━━ MATERIAL TO PROCESS ━━

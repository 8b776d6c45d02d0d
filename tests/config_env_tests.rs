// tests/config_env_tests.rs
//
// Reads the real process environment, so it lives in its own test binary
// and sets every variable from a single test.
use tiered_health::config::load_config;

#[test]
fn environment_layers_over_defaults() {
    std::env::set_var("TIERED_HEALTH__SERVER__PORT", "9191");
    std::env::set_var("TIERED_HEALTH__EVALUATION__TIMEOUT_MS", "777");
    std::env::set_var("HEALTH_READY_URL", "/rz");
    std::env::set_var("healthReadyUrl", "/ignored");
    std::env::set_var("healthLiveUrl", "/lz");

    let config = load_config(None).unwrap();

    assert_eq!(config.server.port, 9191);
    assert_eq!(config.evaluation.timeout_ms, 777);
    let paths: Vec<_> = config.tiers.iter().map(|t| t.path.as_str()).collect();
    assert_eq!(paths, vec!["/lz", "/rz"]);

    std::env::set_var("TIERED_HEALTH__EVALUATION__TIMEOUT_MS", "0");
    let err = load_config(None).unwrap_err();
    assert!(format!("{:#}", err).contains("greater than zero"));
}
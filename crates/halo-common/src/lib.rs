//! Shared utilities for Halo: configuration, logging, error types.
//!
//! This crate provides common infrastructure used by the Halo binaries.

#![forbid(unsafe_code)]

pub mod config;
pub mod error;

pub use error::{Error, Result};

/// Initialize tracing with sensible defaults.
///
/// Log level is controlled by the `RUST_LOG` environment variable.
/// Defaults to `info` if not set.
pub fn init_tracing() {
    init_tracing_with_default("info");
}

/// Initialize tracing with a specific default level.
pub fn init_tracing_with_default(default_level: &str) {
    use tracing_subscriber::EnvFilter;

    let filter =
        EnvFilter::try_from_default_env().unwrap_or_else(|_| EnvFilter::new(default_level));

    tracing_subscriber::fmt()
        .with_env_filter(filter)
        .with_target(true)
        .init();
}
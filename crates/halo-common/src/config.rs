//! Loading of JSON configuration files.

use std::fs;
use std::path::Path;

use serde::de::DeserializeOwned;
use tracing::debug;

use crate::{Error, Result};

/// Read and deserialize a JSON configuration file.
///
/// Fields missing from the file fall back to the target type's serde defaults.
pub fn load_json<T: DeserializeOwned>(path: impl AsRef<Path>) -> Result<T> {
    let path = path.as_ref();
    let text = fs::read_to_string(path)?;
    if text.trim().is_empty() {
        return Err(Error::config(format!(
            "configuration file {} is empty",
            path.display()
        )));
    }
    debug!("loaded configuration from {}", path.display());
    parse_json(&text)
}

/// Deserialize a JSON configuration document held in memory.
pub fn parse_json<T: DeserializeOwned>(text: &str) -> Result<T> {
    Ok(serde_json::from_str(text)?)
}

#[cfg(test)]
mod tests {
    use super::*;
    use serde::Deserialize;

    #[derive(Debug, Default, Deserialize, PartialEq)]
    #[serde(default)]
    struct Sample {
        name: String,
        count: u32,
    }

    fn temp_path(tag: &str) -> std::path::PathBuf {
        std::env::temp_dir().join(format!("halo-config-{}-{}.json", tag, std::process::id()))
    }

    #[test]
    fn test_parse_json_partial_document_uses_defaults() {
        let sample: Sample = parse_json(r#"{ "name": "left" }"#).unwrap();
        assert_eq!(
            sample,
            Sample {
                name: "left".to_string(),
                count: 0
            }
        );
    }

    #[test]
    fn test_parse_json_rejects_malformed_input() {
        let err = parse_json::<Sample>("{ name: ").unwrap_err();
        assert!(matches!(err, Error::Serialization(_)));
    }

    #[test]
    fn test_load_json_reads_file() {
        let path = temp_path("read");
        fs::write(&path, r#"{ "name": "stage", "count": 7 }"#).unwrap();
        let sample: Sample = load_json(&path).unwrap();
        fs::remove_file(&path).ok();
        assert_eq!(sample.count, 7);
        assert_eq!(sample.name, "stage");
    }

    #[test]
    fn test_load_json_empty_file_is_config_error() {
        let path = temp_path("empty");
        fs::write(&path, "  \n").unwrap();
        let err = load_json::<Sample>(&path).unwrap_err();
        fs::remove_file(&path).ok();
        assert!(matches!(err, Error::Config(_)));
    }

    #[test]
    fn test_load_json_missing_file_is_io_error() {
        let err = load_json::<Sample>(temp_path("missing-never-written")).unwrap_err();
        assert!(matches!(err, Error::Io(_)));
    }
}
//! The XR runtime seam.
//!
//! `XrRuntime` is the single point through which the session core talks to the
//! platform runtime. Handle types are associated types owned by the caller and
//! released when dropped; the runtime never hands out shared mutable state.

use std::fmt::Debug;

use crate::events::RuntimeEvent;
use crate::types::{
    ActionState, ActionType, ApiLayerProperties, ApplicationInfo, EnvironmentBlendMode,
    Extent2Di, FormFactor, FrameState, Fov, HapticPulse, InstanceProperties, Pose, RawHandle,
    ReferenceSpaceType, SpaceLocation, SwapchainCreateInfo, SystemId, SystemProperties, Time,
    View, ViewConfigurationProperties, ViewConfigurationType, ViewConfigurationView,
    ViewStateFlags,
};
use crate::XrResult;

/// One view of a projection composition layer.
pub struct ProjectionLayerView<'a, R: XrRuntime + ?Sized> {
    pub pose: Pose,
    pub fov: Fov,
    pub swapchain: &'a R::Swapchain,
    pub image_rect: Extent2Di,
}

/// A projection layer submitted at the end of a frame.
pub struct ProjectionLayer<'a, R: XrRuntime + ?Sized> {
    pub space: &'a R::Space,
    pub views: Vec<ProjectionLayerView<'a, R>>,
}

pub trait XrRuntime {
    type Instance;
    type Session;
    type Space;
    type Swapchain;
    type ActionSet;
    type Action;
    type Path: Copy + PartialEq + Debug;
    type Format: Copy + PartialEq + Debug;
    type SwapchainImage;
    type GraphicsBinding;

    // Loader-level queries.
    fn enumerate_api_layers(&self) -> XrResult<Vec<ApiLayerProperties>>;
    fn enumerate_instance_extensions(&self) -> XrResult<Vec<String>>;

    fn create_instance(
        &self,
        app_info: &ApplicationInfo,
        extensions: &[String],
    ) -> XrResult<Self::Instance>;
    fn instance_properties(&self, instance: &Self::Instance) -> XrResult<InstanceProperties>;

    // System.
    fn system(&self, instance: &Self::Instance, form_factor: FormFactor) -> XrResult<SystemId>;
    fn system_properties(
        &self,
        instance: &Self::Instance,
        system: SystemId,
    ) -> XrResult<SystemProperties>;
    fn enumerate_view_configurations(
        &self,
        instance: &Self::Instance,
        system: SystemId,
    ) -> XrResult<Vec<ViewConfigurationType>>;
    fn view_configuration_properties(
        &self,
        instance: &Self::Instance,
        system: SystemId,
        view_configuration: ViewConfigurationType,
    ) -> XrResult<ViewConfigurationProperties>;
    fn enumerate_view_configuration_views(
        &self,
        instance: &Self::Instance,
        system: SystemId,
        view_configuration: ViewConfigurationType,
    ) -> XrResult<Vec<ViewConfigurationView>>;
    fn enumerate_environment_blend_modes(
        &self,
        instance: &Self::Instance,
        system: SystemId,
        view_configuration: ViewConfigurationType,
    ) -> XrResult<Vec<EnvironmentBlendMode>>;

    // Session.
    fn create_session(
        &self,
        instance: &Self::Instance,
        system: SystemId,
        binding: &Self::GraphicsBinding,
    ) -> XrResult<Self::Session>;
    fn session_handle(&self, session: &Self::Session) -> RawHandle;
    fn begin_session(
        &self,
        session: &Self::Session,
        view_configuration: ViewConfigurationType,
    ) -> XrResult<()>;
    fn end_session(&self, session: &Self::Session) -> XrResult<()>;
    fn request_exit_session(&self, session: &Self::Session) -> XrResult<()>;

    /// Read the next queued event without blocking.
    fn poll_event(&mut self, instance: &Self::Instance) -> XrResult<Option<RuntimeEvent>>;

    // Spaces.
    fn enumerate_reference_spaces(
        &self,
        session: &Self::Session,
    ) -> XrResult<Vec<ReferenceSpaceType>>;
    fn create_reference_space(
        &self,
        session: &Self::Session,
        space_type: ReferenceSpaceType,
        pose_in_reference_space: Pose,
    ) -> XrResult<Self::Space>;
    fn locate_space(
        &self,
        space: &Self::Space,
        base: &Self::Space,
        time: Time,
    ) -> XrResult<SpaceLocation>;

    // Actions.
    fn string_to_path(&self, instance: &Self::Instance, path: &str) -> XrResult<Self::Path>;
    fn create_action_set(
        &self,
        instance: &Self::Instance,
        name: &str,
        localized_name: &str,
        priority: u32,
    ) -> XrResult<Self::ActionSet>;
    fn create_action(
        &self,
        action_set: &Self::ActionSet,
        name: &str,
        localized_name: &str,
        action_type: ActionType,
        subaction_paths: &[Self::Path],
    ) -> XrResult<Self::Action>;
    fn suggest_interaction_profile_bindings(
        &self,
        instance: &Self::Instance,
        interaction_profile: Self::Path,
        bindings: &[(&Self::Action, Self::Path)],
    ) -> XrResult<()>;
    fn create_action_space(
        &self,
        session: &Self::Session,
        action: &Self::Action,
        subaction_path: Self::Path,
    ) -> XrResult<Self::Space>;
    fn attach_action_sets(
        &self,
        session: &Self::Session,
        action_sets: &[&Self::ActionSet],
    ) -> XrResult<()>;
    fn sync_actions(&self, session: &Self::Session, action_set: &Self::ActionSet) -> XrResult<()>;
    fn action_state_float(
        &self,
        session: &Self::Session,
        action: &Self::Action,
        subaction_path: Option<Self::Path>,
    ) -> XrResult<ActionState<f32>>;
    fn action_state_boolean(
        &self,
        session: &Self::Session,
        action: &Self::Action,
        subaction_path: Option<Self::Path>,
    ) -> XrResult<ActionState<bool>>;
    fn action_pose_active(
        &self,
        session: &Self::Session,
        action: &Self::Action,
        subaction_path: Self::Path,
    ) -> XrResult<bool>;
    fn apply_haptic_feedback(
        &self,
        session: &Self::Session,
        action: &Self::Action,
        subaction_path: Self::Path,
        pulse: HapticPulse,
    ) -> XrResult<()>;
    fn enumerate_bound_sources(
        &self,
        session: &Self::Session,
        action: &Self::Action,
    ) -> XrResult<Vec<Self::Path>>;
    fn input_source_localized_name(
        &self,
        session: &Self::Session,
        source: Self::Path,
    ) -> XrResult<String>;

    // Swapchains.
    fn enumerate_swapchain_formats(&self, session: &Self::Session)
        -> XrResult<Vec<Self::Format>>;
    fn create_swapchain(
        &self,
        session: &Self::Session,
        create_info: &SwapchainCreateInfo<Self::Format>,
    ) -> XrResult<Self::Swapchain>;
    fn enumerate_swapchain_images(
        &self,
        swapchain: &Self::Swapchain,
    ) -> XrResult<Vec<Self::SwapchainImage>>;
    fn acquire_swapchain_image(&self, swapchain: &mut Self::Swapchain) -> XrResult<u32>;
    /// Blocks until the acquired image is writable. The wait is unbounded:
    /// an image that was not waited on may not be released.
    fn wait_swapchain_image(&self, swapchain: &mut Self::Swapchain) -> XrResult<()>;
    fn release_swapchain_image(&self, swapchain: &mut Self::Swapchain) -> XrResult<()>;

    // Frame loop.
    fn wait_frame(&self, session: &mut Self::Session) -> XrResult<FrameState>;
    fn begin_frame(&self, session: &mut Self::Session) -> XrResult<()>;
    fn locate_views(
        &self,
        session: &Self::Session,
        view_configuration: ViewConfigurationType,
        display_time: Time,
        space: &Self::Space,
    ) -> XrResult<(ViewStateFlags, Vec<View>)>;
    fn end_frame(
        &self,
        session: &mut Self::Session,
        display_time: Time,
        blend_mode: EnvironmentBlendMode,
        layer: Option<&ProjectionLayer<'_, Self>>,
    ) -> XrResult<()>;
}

━━━
━━ MATERIAL TO PROCESS ━━

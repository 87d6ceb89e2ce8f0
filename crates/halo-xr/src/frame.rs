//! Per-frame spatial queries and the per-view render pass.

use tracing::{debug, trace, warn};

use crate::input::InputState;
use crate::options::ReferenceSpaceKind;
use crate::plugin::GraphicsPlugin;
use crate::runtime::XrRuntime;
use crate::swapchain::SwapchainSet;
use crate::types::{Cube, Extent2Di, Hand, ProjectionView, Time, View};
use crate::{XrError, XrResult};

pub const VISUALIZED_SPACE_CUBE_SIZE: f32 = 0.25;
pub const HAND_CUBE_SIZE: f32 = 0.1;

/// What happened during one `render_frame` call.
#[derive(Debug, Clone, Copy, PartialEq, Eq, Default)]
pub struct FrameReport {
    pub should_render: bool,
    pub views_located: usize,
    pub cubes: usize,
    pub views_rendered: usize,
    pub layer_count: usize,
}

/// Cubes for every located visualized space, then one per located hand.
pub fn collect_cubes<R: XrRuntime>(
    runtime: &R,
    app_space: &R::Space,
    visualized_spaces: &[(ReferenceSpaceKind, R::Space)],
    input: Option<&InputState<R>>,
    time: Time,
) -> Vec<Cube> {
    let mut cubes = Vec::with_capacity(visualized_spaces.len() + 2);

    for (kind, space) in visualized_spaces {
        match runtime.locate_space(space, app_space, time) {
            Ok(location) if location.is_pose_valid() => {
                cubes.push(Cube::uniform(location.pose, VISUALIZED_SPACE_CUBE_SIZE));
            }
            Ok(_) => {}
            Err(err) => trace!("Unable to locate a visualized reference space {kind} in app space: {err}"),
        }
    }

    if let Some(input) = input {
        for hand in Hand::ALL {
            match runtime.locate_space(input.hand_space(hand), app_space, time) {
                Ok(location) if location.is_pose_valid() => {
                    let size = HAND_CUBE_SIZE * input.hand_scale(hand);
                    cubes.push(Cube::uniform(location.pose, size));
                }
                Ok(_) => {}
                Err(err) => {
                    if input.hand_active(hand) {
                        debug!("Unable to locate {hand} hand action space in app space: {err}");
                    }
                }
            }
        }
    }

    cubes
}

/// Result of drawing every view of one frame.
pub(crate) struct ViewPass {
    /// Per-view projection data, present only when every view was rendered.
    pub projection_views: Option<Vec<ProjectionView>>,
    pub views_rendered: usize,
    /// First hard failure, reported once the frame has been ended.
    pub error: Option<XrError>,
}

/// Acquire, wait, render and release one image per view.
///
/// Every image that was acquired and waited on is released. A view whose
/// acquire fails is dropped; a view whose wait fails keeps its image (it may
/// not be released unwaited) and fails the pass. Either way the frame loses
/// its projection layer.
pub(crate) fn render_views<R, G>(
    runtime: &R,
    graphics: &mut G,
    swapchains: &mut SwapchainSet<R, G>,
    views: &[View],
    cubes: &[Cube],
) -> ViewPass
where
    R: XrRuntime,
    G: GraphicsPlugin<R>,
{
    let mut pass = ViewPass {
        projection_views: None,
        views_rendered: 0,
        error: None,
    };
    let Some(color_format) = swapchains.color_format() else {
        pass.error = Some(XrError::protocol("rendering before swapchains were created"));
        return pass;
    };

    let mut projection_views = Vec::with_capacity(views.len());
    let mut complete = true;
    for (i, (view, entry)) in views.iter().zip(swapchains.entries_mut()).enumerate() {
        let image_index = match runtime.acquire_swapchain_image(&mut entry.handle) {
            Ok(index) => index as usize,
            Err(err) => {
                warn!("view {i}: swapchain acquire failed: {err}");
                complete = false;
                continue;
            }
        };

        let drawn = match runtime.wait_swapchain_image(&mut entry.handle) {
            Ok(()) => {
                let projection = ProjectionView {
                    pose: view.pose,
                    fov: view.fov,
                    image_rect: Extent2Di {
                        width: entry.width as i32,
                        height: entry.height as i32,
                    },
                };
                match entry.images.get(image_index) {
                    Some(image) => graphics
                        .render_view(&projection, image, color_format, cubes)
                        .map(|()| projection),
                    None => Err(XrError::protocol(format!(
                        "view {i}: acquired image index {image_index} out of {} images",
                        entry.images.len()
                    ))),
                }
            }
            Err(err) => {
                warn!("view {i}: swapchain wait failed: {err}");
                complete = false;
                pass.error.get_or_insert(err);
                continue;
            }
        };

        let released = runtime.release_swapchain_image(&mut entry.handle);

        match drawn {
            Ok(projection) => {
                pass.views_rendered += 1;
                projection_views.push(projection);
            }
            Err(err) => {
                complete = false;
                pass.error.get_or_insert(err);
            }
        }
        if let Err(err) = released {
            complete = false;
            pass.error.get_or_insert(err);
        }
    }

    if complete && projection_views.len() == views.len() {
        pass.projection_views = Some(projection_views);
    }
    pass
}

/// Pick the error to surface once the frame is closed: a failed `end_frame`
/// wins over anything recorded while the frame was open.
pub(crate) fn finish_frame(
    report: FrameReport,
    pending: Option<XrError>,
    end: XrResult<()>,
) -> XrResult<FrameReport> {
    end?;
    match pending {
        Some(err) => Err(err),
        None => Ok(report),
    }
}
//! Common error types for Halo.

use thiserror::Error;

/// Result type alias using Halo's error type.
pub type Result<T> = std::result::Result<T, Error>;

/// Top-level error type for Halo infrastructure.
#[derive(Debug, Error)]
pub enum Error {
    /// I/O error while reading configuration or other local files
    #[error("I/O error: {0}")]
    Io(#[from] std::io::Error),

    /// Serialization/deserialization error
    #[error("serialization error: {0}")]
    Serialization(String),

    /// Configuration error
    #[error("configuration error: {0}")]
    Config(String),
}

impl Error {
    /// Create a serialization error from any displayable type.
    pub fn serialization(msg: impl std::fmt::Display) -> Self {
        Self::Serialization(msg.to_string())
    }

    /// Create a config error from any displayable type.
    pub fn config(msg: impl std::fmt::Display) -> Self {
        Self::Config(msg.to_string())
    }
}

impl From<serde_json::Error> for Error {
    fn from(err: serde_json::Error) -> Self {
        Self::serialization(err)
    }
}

━━━

**YOUR INSTRUCTIONS**
Only lines containing the string "InstanceProperties" belong in the answer; find them in the data above and copy them.

**FINISHED TASK**
    Extent2Di, FormFactor, FrameState, Fov, HapticPulse, InstanceProperties, Pose, RawHandle,
    fn instance_properties(&self, instance: &Self::Instance) -> XrResult<InstanceProperties>;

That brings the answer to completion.